(Available data)
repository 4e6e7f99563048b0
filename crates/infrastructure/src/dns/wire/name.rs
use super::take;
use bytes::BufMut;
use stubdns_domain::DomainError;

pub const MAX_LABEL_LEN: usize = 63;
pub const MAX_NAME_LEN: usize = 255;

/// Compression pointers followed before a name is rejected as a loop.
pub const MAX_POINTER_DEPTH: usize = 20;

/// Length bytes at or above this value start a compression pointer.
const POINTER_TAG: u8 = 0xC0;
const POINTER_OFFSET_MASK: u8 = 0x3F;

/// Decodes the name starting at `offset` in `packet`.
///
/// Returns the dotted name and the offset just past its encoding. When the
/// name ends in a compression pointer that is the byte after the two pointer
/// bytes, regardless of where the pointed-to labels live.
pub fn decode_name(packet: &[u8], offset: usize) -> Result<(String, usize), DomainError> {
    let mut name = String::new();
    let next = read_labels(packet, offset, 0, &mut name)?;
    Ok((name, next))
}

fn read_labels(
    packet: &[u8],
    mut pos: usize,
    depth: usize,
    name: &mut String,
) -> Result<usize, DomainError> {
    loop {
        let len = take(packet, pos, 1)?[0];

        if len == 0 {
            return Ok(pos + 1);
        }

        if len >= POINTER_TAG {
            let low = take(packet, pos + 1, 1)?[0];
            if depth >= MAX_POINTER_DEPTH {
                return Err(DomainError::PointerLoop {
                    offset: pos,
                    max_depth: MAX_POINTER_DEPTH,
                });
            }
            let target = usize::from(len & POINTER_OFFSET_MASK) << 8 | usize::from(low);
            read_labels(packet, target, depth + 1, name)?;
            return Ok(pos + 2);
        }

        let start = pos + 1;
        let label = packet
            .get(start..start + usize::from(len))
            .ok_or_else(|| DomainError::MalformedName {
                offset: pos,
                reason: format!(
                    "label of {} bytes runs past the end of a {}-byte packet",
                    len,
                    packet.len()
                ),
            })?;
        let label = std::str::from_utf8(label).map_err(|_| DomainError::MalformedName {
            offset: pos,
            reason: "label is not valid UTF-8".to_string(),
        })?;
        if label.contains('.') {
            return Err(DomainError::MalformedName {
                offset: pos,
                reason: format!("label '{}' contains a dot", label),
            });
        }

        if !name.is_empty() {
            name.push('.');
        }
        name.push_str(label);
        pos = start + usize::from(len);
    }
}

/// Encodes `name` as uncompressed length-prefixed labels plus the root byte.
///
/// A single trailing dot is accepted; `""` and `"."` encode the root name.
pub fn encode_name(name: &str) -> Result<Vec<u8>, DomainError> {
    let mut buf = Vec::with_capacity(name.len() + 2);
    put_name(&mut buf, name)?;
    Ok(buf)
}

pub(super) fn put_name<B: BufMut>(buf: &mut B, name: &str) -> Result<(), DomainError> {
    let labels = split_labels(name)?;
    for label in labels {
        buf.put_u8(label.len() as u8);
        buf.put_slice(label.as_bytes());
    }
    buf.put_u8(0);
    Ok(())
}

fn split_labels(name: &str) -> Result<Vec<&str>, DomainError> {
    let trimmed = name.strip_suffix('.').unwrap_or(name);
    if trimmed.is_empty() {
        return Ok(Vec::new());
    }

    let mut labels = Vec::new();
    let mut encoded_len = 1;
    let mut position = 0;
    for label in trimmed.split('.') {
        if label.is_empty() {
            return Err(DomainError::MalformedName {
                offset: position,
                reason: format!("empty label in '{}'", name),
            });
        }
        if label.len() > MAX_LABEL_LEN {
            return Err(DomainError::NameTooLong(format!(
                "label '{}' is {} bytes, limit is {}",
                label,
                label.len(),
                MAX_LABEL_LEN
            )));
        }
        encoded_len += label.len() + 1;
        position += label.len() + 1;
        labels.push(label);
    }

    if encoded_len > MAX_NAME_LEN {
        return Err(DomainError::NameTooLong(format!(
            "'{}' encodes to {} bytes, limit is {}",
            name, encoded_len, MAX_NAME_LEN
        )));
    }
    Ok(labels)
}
(End Available data)
(Available data)
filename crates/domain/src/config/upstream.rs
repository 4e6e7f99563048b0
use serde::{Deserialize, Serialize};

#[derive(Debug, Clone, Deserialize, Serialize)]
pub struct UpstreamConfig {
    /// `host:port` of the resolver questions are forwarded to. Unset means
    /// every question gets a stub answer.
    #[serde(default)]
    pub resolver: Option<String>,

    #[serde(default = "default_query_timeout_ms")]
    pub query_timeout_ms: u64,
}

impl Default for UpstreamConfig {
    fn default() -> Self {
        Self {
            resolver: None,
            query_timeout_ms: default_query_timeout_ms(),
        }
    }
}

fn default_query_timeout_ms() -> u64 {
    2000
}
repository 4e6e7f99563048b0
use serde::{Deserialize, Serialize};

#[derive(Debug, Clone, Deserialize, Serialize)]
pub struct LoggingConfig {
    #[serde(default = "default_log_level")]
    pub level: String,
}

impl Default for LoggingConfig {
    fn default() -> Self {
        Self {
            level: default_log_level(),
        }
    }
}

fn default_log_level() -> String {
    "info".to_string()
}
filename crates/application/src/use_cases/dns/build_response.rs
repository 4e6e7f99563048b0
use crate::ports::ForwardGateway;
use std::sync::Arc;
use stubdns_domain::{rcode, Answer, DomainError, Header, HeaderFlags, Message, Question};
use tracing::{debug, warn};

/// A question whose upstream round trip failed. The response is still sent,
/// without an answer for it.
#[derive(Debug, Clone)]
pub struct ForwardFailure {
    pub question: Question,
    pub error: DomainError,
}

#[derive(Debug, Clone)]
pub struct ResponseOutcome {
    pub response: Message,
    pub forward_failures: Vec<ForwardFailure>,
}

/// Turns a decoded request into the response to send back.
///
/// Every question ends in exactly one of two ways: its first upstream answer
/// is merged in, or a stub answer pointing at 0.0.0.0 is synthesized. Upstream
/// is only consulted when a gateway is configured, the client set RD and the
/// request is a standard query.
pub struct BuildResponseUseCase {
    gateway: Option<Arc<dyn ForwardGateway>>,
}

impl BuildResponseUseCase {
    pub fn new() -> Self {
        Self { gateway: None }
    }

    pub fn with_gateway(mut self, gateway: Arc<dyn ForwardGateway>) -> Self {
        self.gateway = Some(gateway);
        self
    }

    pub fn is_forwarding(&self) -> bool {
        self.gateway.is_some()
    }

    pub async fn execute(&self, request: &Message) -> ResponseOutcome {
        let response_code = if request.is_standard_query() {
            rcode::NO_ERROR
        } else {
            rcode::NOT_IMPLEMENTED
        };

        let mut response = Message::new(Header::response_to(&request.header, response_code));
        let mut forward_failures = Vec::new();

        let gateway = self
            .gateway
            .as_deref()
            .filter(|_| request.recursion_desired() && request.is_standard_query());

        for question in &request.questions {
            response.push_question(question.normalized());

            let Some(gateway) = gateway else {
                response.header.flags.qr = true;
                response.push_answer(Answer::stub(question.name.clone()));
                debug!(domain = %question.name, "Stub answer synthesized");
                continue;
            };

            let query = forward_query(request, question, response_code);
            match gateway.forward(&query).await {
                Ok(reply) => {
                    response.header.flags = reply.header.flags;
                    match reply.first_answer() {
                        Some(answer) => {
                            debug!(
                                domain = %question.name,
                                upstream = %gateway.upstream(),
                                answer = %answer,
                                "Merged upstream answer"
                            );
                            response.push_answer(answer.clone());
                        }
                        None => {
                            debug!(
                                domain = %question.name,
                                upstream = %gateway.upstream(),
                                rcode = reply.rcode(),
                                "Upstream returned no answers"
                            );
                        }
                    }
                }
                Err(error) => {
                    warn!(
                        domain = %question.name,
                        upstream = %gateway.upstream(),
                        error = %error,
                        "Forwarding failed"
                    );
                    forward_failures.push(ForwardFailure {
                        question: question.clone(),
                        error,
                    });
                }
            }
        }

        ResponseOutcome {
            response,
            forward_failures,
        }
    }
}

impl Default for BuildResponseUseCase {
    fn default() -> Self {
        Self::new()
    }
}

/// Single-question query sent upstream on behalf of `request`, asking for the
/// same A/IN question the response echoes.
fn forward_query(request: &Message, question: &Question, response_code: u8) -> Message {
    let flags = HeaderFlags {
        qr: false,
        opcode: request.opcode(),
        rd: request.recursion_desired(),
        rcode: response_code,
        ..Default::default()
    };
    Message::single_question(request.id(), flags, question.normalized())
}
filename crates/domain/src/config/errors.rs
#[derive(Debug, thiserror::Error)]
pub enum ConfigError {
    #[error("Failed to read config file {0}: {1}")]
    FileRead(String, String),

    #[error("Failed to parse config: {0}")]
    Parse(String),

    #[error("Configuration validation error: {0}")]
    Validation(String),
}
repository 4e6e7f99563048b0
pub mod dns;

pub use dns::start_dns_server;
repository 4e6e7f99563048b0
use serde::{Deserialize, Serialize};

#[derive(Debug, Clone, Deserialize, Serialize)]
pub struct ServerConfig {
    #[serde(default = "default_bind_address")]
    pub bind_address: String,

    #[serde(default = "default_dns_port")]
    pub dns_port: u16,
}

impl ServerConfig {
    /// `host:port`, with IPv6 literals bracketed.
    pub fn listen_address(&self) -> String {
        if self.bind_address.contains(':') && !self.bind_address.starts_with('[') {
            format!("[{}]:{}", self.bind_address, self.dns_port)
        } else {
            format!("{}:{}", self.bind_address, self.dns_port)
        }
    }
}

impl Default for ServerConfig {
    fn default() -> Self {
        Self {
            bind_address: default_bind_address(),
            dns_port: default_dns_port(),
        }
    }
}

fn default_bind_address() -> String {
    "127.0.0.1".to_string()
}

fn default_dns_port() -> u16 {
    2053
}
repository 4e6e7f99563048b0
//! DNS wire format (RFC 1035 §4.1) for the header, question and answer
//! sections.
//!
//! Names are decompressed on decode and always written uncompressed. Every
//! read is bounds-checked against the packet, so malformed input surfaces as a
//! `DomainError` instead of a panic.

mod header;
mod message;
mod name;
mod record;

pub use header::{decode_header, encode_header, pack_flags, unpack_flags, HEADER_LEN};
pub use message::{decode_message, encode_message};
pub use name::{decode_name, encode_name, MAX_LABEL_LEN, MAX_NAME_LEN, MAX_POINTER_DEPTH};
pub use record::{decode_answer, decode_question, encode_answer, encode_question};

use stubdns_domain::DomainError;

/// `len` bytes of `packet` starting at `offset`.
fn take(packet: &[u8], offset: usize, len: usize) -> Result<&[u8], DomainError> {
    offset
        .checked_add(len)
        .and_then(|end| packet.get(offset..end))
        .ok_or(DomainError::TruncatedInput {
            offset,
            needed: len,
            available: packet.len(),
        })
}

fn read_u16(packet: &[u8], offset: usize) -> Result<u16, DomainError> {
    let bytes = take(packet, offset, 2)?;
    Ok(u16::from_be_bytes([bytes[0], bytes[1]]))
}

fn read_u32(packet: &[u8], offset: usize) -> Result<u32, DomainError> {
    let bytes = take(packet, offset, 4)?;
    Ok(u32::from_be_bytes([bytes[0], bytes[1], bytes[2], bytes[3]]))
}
(End Available data)
(Available data)
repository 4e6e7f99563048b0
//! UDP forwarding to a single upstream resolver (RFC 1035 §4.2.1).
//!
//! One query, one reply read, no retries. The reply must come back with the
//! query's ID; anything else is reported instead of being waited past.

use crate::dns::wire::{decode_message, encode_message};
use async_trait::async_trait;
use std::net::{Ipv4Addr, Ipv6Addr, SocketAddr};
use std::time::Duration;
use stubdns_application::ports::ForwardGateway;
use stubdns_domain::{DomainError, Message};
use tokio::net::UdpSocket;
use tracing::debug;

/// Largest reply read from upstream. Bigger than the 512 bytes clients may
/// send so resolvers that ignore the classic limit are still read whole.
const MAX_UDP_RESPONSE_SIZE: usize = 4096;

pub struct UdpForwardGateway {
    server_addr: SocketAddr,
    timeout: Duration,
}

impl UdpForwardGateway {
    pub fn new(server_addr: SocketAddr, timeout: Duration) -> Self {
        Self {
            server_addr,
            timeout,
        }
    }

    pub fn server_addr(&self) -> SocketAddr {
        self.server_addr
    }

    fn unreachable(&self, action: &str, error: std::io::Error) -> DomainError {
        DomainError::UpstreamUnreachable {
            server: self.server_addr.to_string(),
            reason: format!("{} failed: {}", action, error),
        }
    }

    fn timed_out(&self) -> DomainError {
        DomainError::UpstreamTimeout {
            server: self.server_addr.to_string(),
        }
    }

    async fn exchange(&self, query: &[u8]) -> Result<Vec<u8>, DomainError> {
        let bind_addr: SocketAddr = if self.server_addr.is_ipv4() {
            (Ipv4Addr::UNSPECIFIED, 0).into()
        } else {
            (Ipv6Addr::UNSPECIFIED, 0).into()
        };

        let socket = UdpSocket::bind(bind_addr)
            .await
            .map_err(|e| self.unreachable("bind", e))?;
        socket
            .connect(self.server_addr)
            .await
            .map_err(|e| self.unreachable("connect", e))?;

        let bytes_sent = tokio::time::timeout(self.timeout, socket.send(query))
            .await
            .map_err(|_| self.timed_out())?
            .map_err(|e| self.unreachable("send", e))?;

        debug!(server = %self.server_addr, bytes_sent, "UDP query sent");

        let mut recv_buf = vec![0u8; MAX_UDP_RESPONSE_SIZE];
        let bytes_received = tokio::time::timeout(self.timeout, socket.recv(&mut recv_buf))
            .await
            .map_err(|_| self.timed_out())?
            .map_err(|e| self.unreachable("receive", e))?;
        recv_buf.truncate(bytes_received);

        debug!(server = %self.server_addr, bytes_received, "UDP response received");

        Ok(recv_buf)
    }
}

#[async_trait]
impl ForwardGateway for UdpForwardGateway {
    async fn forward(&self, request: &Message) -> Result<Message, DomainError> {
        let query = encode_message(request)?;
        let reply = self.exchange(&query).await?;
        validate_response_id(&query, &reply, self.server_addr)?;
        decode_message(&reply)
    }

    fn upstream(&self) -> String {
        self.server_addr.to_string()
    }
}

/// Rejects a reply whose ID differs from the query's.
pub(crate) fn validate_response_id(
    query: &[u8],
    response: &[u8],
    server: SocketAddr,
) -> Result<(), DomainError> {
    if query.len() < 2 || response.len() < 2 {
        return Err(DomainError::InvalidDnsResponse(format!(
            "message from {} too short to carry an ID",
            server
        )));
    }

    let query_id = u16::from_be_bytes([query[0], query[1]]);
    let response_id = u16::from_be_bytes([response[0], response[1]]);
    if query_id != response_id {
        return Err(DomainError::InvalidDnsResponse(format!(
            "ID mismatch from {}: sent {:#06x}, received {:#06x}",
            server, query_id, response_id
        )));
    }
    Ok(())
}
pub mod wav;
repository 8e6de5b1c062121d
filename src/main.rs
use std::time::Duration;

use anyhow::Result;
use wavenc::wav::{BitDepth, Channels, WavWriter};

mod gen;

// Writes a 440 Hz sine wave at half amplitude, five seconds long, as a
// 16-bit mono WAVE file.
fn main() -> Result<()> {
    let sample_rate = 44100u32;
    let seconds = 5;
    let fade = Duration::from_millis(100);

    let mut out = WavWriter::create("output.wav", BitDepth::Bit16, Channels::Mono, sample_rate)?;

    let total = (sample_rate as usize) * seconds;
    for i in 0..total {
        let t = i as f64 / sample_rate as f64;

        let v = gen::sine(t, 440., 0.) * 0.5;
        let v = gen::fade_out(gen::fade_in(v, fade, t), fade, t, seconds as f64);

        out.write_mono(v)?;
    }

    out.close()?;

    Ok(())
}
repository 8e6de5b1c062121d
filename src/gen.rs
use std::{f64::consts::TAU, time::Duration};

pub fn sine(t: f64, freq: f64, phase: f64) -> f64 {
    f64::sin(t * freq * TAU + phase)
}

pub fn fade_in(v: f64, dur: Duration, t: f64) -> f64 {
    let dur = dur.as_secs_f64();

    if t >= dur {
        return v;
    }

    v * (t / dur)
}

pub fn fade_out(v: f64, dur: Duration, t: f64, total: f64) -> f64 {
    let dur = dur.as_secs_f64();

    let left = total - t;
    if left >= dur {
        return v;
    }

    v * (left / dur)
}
(End Available data)
▶ Work item: Once you have found every line above holding the word "target", copy those lines.

▶ Response area:
            let target = usize::from(len & POINTER_OFFSET_MASK) << 8 | usize::from(low);
            read_labels(packet, target, depth + 1, name)?;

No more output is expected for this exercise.